Here’s why they occur, along with basic preventative measures that can be taken against them.

 

Airborne diseases

These include colds, coughs and inflammation in the respiratory tract, and can be caused by bacteria, fungi and (especially) viruses.

Although airborne viruses tend to survive better on surfaces when there’s low humidity, tropical countries like India, conversely, appear to have an increased occurrence of colds, coughs and other respiratory tract infections during the monsoon season- when humidity is at its peak.

An accepted (and the most likely) explanation for this paradox is that closed spaces have lower relative humidity, which favours the infections. With people spending more time indoors during the rains, the chances of catching and spreading an airborne infection would also increase. Another factor could be the temperature-lowering effect of the monsoon, which may make one more susceptible to infections.

 

Water and food borne diseases

Unlike airborne viruses, microorganisms find it easier to grow on surfaces (and foods) when there’s high humidity in the environment and an abundance of water – both of which are brought on by the monsoon.

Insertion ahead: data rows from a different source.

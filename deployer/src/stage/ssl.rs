//! SSL stage: root Private CA, history-server certificate, and the
//! private hosted zone

use crate::{
    aws::{acm, cloudformation, pca, route53},
    config::Config,
    error::Error,
};
use aws_config::SdkConfig;
use tracing::info;

pub async fn deploy(config: &Config, aws: &SdkConfig, _account: &str) -> Result<(), Error> {
    let pca_client = crate::aws::pca_client(aws);
    let ca_arn = pca::ensure_root_ca(&pca_client, &config.ca_common_name(), &config.name).await?;

    let acm_client = crate::aws::acm_client(aws);
    let certificate_arn =
        acm::ensure_private_certificate(&acm_client, &config.shs.domain, &ca_arn).await?;
    info!(
        domain = config.shs.domain.as_str(),
        arn = certificate_arn.as_str(),
        "history-server certificate ready"
    );

    // The zone is private and only resolvable from inside the platform VPC
    let cfn = crate::aws::cloudformation_client(aws);
    let stack = config.network_stack();
    let outputs = cloudformation::stack_outputs(&cfn, &stack).await?;
    let vpc_id = cloudformation::require_output(&outputs, &stack, "VpcId")?;

    let route53_client = crate::aws::route53_client(aws);
    let zone_id = route53::ensure_private_zone(
        &route53_client,
        &config.dns.zone,
        &vpc_id,
        &config.region,
    )
    .await?;
    info!(
        zone = config.dns.zone.as_str(),
        id = zone_id.as_str(),
        "private hosted zone ready"
    );
    Ok(())
}

pub async fn destroy(config: &Config, aws: &SdkConfig, _account: &str) -> Result<(), Error> {
    let acm_client = crate::aws::acm_client(aws);
    acm::delete_certificate_if_exists(&acm_client, &config.shs.domain).await?;

    let pca_client = crate::aws::pca_client(aws);
    pca::disable_and_delete_ca(&pca_client, &config.ca_common_name()).await?;

    let route53_client = crate::aws::route53_client(aws);
    route53::delete_zone_if_exists(&route53_client, &config.dns.zone).await?;
    Ok(())
}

Given the nature of rain water to flow almost unrestrainedly, water that contains infectious microorganisms can potentially infect the water we use for washing or cooking food. That’s even true for all sorts of foods or drinks.

Once consumed through these any of these routes, the microorganisms reach our digestive system, causing any variety of infections. This could translate to something as mild as an upset stomach that’s easily resolved in a few days; sometimes, though, one could end up with a severe medical condition like jaundice. Both the hepatitis A and hepatitis E viruses can cause jaundice and, although they are commonly observed in India through the year, these viruses are especially prevalant during the monsoon.

 

Vector borne diseases

‘Vectors’ are carriers that transport infections without getting infected themselves. The most common of these in the Indian context are malaria, dengue and chikungunya.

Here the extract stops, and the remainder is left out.